***** Data shown *****

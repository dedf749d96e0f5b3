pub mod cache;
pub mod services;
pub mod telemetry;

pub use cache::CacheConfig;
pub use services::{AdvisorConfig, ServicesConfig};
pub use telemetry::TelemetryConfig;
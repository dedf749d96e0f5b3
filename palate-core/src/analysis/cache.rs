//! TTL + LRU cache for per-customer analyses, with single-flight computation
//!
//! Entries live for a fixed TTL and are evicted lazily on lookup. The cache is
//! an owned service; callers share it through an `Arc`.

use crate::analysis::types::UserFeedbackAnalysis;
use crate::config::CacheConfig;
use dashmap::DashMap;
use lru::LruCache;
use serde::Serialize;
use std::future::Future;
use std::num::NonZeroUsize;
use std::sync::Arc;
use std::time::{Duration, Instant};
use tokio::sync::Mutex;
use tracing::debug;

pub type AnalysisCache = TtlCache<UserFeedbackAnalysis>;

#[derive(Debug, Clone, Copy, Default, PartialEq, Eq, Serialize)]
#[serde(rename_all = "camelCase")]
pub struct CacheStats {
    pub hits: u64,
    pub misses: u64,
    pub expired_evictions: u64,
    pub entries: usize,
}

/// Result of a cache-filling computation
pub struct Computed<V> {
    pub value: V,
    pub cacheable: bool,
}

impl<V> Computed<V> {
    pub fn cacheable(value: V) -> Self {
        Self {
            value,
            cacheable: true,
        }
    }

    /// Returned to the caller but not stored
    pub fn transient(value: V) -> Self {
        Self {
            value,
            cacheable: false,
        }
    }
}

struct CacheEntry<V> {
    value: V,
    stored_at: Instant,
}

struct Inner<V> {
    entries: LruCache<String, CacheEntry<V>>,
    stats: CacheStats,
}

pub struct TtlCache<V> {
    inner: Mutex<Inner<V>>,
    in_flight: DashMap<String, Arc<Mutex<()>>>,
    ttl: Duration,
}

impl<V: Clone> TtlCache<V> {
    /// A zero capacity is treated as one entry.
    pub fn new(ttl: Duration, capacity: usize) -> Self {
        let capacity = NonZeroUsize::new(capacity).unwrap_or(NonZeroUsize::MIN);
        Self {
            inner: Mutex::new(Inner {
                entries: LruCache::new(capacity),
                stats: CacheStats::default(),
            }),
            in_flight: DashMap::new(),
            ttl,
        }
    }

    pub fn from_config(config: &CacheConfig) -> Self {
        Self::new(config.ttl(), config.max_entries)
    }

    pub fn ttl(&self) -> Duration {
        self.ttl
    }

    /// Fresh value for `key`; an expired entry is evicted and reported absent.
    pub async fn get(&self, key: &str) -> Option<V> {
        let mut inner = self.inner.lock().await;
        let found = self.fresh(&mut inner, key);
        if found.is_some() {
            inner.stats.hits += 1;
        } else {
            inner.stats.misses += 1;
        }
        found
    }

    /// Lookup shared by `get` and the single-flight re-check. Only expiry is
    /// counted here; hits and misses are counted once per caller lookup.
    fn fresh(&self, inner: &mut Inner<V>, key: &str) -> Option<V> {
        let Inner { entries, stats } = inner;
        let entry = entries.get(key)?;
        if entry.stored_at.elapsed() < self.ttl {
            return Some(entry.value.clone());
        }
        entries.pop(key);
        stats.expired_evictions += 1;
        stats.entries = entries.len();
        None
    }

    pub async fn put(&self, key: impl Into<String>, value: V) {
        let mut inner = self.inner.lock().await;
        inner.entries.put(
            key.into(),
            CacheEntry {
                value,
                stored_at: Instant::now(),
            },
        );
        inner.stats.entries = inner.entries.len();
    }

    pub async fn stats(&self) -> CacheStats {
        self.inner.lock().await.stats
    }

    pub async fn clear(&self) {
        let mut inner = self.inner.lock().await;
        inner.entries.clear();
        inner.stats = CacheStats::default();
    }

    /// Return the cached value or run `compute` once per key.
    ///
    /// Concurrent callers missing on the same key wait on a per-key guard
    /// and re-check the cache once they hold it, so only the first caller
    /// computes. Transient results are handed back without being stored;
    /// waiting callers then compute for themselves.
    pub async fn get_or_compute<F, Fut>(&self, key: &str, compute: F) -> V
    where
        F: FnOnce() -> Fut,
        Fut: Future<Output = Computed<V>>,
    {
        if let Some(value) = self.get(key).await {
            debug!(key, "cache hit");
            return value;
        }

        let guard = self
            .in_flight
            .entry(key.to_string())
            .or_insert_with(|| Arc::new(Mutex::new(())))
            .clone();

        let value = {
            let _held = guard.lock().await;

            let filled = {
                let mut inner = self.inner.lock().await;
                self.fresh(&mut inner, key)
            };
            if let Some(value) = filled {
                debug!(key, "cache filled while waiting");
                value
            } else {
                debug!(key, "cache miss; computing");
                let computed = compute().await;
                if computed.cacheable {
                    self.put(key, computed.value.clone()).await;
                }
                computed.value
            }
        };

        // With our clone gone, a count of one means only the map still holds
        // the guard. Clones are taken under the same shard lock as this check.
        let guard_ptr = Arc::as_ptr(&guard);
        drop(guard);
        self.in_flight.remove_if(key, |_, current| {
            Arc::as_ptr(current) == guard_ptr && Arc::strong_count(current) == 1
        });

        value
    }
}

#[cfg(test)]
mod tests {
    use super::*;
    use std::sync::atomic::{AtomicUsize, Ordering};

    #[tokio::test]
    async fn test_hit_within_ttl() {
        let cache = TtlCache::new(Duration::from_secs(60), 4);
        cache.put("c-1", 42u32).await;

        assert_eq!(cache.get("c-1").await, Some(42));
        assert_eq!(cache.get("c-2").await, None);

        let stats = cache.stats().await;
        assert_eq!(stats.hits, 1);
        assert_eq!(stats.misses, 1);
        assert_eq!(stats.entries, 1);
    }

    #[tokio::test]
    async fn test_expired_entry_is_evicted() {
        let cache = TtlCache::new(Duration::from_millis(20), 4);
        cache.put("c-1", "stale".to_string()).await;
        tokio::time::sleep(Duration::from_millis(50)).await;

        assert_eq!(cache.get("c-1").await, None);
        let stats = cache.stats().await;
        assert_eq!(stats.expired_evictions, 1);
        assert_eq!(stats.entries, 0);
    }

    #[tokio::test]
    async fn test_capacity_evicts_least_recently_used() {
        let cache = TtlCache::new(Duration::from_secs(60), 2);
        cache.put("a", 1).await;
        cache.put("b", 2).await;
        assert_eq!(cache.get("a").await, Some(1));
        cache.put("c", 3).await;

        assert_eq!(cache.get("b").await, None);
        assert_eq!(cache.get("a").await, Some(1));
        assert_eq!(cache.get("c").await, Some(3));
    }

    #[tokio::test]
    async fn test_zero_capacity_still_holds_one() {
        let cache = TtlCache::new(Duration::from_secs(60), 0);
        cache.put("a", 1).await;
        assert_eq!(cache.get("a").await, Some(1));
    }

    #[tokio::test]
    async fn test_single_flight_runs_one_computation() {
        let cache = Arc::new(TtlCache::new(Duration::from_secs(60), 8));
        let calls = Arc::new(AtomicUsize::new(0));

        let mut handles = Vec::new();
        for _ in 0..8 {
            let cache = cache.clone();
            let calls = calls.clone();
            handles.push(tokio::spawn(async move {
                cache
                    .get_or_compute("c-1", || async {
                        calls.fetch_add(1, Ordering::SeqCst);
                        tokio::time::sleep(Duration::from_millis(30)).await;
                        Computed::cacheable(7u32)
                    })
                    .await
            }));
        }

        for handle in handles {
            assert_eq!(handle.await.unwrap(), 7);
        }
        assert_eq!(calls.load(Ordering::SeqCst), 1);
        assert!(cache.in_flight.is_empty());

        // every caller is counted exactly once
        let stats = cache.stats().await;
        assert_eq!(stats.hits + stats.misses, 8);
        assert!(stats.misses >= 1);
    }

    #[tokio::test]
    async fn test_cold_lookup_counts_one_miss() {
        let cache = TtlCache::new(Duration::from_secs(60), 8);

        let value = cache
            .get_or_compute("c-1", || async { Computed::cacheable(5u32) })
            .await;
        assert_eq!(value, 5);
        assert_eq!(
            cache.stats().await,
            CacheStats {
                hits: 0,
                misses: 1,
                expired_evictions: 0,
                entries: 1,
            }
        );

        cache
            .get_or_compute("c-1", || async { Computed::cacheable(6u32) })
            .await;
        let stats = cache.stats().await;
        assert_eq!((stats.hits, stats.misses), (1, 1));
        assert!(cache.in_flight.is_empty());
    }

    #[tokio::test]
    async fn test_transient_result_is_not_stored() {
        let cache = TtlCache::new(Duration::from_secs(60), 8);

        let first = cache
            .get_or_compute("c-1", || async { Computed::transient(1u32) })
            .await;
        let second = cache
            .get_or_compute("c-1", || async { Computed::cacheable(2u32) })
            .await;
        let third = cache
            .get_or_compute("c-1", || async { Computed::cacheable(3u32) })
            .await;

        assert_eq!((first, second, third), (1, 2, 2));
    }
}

*****

§ **Your task**:
Repeat the entries above exactly, beginning at their first line and ending with the line that contains "filename palate-core/src/analysis/cache.rs", with nothing added.

§ **Exercise solution**:
repository dedf749d96e0f5b3
pub mod cache;
pub mod services;
pub mod telemetry;

pub use cache::CacheConfig;
pub use services::{AdvisorConfig, ServicesConfig};
pub use telemetry::TelemetryConfig;
repository dedf749d96e0f5b3
filename palate-core/src/analysis/cache.rs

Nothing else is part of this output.